Scorpius od dłuższego czasu chodził z tatą do biura. Bardzo polubił tam sekretarkę, która się nim zajmowała - Panią Lindy, kobietę po pięćdziesiątce z siwymi, krótkimi włosami i specyficznymi perfumami. Wyglądała na surową, ściśle przestrzegając zasad osobę, ale tak naprawdę była to bardzo miła i ciepła. Trzylatek uwielbiał ją głównie ze względu na to, że zawsze gdy przychodził, po kryjomu dawała mu czekoladowe żaby.

- Nie, nie możesz, Wiesz przecież, że Lindy musi także pracować, a nie tylko się tobą zajmować.
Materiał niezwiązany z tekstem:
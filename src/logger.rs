//! Individual loggers. Every logger keeps its own enabled flag and minimum level, and rebinds its
//! methods whenever either of those changes.

use std::fmt::{Debug, Display};
use std::sync::{Arc, Mutex, MutexGuard, PoisonError, RwLock};

use crate::binder::{self, Label, MethodTable, Output};
use crate::severity::{Level, Severity};

/// A named logger, or the default logger when the name is empty. Obtain one through
/// [`Registry::get()`][crate::Registry::get()].
pub struct Logger {
    name: String,
    label: Label,
    output: Arc<Output>,
    /// Held while rebinding so concurrent state changes cannot leave the table out of date.
    state: Mutex<State>,
    /// Replaced as a whole on every rebind. Logging calls only ever see a complete table.
    methods: RwLock<Arc<MethodTable>>,
}

#[derive(Debug, Clone, Copy)]
struct State {
    enabled: bool,
    level: Level,
}

impl Logger {
    /// Create a logger and bind its methods. The name doubles as the prefix for every line.
    pub fn new(output: Arc<Output>, name: impl Into<String>, enabled: bool, level: Level) -> Self {
        let name = name.into();
        let label = Label::new(name.clone());
        let methods = binder::bind(&output, &label, enabled, level);

        Logger {
            name,
            label,
            output,
            state: Mutex::new(State { enabled, level }),
            methods: RwLock::new(Arc::new(methods)),
        }
    }

    pub fn name(&self) -> &str {
        &self.name
    }

    pub fn prefix(&self) -> &str {
        self.label.prefix()
    }

    pub fn is_enabled(&self) -> bool {
        self.lock_state().enabled
    }

    pub fn level(&self) -> Level {
        self.lock_state().level
    }

    /// Whether calls to `severity`'s method currently reach the sink.
    pub fn is_active(&self, severity: Severity) -> bool {
        self.table().is_active(severity)
    }

    /// Turn every method into a no-op.
    pub fn disable(&self) -> &Self {
        let mut state = self.lock_state();
        state.enabled = false;
        self.swap(MethodTable::disabled());

        self
    }

    pub fn enable(&self) -> &Self {
        let mut state = self.lock_state();
        state.enabled = true;
        self.rebind(*state);

        self
    }

    /// Only let calls through whose method's level is at least `level`.
    pub fn set_level(&self, level: Level) -> &Self {
        let mut state = self.lock_state();
        state.level = level;
        self.rebind(*state);

        self
    }

    pub fn debug(&self, msg: impl Display) {
        self.call(Severity::Debug, &msg);
    }

    pub fn log(&self, msg: impl Display) {
        self.call(Severity::Log, &msg);
    }

    pub fn info(&self, msg: impl Display) {
        self.call(Severity::Info, &msg);
    }

    pub fn warn(&self, msg: impl Display) {
        self.call(Severity::Warn, &msg);
    }

    pub fn error(&self, msg: impl Display) {
        self.call(Severity::Error, &msg);
    }

    /// Call the method for `severity`. Equivalent to calling [`debug()`][Self::debug()],
    /// [`log()`][Self::log()] and so on directly.
    pub fn severity(&self, severity: Severity, msg: impl Display) {
        self.call(severity, &msg);
    }

    fn call(&self, severity: Severity, msg: &dyn Display) {
        // The lock is released before calling so a sink may log or reconfigure this logger
        let table = self.table();
        (table.get(severity))(msg);
    }

    fn rebind(&self, state: State) {
        self.swap(binder::bind(
            &self.output,
            &self.label,
            state.enabled,
            state.level,
        ));
    }

    fn swap(&self, table: MethodTable) {
        *self.methods.write().unwrap_or_else(PoisonError::into_inner) = Arc::new(table);
    }

    fn table(&self) -> Arc<MethodTable> {
        Arc::clone(&self.methods.read().unwrap_or_else(PoisonError::into_inner))
    }

    fn lock_state(&self) -> MutexGuard<'_, State> {
        self.state.lock().unwrap_or_else(PoisonError::into_inner)
    }
}

impl Debug for Logger {
    fn fmt(&self, f: &mut std::fmt::Formatter<'_>) -> std::fmt::Result {
        let state = *self.lock_state();

        f.debug_struct("Logger")
            .field("name", &self.name)
            .field("enabled", &state.enabled)
            .field("level", &state.level)
            .field("methods", &*self.table())
            .finish()
    }
}

#[cfg(test)]
mod tests {
    use super::*;
    use crate::profile::RuntimeProfile;
    use crate::sink::MemorySink;

    fn logger(name: &str) -> (Logger, Arc<MemorySink>) {
        let sink = Arc::new(MemorySink::new());
        let output = Arc::new(Output::new(RuntimeProfile::Terminal, sink.clone()));

        (Logger::new(output, name, true, Level::All), sink)
    }

    #[test]
    fn new_loggers_use_their_name_as_prefix() {
        let (logger, _) = logger("worker");
        assert_eq!(logger.name(), "worker");
        assert_eq!(logger.prefix(), "worker");
        assert!(logger.is_enabled());
        assert_eq!(logger.level(), Level::All);
    }

    #[test]
    fn disable_and_enable() {
        let (logger, sink) = logger("worker");

        logger.log("enabled1");
        logger.disable();
        logger.log("disabled");
        assert!(!logger.is_enabled());
        assert!(Severity::ALL.iter().all(|severity| !logger.is_active(*severity)));

        logger.enable();
        logger.log("enabled2");

        assert_eq!(sink.payloads(), ["enabled1", "enabled2"]);
    }

    #[test]
    fn set_level_filters_lower_methods() {
        let (logger, sink) = logger("worker");

        logger.log("log1");
        logger.set_level(Level::Warn);
        logger.log("log2");
        logger.info("info");
        logger.warn("warn");
        logger.error("error");

        assert_eq!(logger.level(), Level::Warn);
        assert_eq!(sink.payloads_for(Severity::Log), ["log1"]);
        assert_eq!(sink.payloads_for(Severity::Warn), ["warn"]);
        assert_eq!(sink.payloads_for(Severity::Error), ["error"]);
        assert!(sink.payloads_for(Severity::Info).is_empty());
    }

    #[test]
    fn level_is_kept_while_disabled() {
        let (logger, sink) = logger("worker");

        logger.set_level(Level::Error).disable().set_level(Level::Info);
        logger.error("hidden");
        logger.enable();
        logger.log("filtered");
        logger.info("shown");

        assert_eq!(sink.payloads(), ["shown"]);
    }

    #[test]
    fn repeated_state_changes_are_idempotent() {
        let (logger, sink) = logger("worker");

        logger.enable().enable();
        logger.set_level(Level::Info).set_level(Level::Info);
        for severity in Severity::ALL {
            logger.severity(severity, severity.name());
        }

        assert_eq!(sink.payloads(), ["info", "warn", "error"]);
        let templates: Vec<String> = sink.calls().into_iter().map(|call| call.template).collect();
        assert_eq!(templates[0], "\u{1F50D} worker - %s");
    }

    #[test]
    fn active_methods_follow_enabled_and_level() {
        let (logger, _) = logger("worker");

        for enabled in [true, false] {
            for level in Level::VALUES {
                if enabled {
                    logger.enable();
                } else {
                    logger.disable();
                }
                logger.set_level(level);

                for severity in Severity::ALL {
                    assert_eq!(
                        logger.is_active(severity),
                        enabled && severity.level() >= level,
                        "{severity} with enabled={enabled} and level={level}"
                    );
                }
            }
        }
    }

    #[test]
    fn logging_while_another_thread_rebinds() {
        let (logger, sink) = logger("worker");

        std::thread::scope(|scope| {
            for thread in 0..2 {
                let logger = &logger;
                scope.spawn(move || {
                    for i in 0..500 {
                        logger.log(format_args!("log {thread} {i}"));
                        logger.warn(format_args!("warn {thread} {i}"));
                    }
                });
            }

            scope.spawn(|| {
                for _ in 0..200 {
                    logger.disable().set_level(Level::Warn).enable();
                    logger.set_level(Level::All);
                }
                logger.set_level(Level::Warn);
            });
        });

        // Every line was written by a complete table, never a mix of two
        for call in sink.calls() {
            let payload = call.payload.clone().unwrap_or_default();
            let expected = match call.method {
                Severity::Log => "\u{1F4DC} worker - %s",
                Severity::Warn => "\u{26A0} worker - %s",
                other => panic!("Unexpected {other} call"),
            };
            assert_eq!(call.template, expected);
            assert!(payload.starts_with(call.method.name()), "{payload}");
        }

        assert!(logger.is_enabled());
        assert_eq!(logger.level(), Level::Warn);
        assert!(!logger.is_active(Severity::Log));
        assert!(logger.is_active(Severity::Warn));

        sink.clear();
        logger.log("filtered");
        logger.warn("shown");
        assert_eq!(sink.payloads(), ["shown"]);
    }

    #[test]
    fn debug_output_shows_state() {
        let (logger, _) = logger("worker");
        logger.set_level(Level::Warn);

        let debug = format!("{logger:?}");
        assert!(debug.contains("\"worker\""));
        assert!(debug.contains("Warn"));
    }
}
- Ale tato...- zamilkł, gdy zobaczył gniewny wzrok ojca.

__________________

Otrzepała się z niewidocznego pyłku na swetrze i powoli uniosła głowę by spojrzeć na rezydencję.

*Wspomnienie*:

[...] - Kocham cię synku i obiecuję, że po ciebie wrócę...

Dziewczyna położyła dokumenty do kołyski. Głaszcząc synka zapłakała cicho

- Scorpius Malfoy... masz takie same włosy co tata wiesz? Białe jak śnieg... Myślałam kiedyś, że twój tatuś używał farby do włosów, żeby mieć taki kolor... - zaśmiała się cicho.

*Koniec wspomnienia*

- Nic się nie zmieniło... od tamtego wieczoru - szepnęła. Faktycznie - ogromna brama nadal stała pośród pięknych kwiatów kolorowych róż i tulipanów. Fontanna, która znajdowała się na środku dziedzińca pryskała cicho wodą.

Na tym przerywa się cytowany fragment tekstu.